Pepco’s plan is to “use passive incentives to change customer behavior where we can, and active demand response to reduce level 2 charging load where they don’t opt out,” he added. Both may become “tools in our toolkit” and part of “planning processes for years down the road.”
Planning now is critical because bringing customers into managed charging programs is a process, Smart Electric Power Alliance Principal of Transportation Electrification Erika Myers told Utility Dive. “If we wait until tens of millions of EVs are on the road, it may be too late.”
Plan now, earn later
DR’s biggest value potential is as “a service bid into the wholesale market,” RMI’s Nelder said. But programs that aggregate chargers remain small and increased participation will only come “if distribution utilities offer compensation for providing DR.”
EV charger manufacturer Enel X compensates charger purchasers for participation in the California Independent System Operator’s DR program and has aggregated about 40 MW of DR potential. Charger provider EV Connect has aggregated about 2 MW of DR potential for utilities. Some EV manufacturers, including BMW and Honda, are beginning to aggregate and compensate EV buyers for EV-charging-as-DR programs.

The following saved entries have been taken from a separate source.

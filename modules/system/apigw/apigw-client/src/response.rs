use bytes::Bytes;
use http::{HeaderMap, StatusCode};
use serde::de::DeserializeOwned;

use crate::error::{Error, GatewayError, ProviderError, REQUEST_ID_HEADER, header_str};

/// A fully drained HTTP response.
///
/// Operations read the whole body before post-processing, so the connection
/// is always released no matter how the call ends.
#[derive(Clone)]
pub struct Response {
    status: StatusCode,
    headers: HeaderMap,
    body: Bytes,
}

impl std::fmt::Debug for Response {
    fn fmt(&self, f: &mut std::fmt::Formatter<'_>) -> std::fmt::Result {
        f.debug_struct("Response")
            .field("status", &self.status)
            .field("headers", &self.headers)
            .field("body", &self.body.len())
            .finish()
    }
}

impl Response {
    #[must_use]
    pub fn new(status: StatusCode, headers: HeaderMap, body: Bytes) -> Self {
        Self {
            status,
            headers,
            body,
        }
    }

    /// Drain a transport response.
    ///
    /// # Errors
    /// Returns `Error::Transport` if reading the body fails.
    pub async fn read(response: reqwest::Response) -> Result<Self, Error> {
        let status = response.status();
        let headers = response.headers().clone();
        let body = response.bytes().await?;
        Ok(Self::new(status, headers, body))
    }

    #[must_use]
    pub fn status(&self) -> StatusCode {
        self.status
    }

    #[must_use]
    pub fn headers(&self) -> &HeaderMap {
        &self.headers
    }

    #[must_use]
    pub fn body(&self) -> &Bytes {
        &self.body
    }

    /// Gateway request id, if the gateway reported one.
    #[must_use]
    pub fn request_id(&self) -> Option<String> {
        header_str(&self.headers, REQUEST_ID_HEADER)
    }

    /// Gateway rejection signaled in the headers, if any.
    #[must_use]
    pub fn gateway_error(&self) -> Option<GatewayError> {
        GatewayError::from_headers(self.status, &self.headers)
    }

    /// Deserialize the body as JSON.
    ///
    /// # Errors
    /// Returns `ProviderError::Json` if the body is not valid JSON for `T`.
    pub fn json<T: DeserializeOwned>(&self) -> Result<T, ProviderError> {
        Ok(serde_json::from_slice(&self.body)?)
    }

    /// Body as text, with invalid UTF-8 replaced.
    #[must_use]
    pub fn text(&self) -> String {
        String::from_utf8_lossy(&self.body).into_owned()
    }
}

“Regulators need to create incentives, tariffs and market opportunities,” RMI’s Nelder and Enel X VP for Energy Market Operations David Schlosberg agreed.
“As EV penetrations rise and more ISOs and RTOs become involved, planning and market rules for aggregated EV charging must be addressed.”
Executive Director, Alliance for Transportation Electrification
The point of planning is to make transportation electrification “intentional from the start,” Schlosberg said. “Many people just want to get the cars on the road, but it will be much more expensive and difficult to do the work to turn them into grid assets if that is an afterthought instead of a first principle.”
“More state commissions need to require utilities to plan for transportation electrification in their long-term processes,” Jones, a former Washington utility commissioner, said. “As EV penetrations rise and more ISOs and RTOs become involved, planning and market rules for aggregated EV charging must be addressed.”
Where penetrations remain low, confronting the challenge “is not urgent,” but EV-charging-as-DR “will become a very lucrative option for utilities in the future,” SEPA’s Myers said. “They need to make sure the toolbox is ready. Every solution needs to stay on the table, even as more innovative technologies and new ideas emerge.”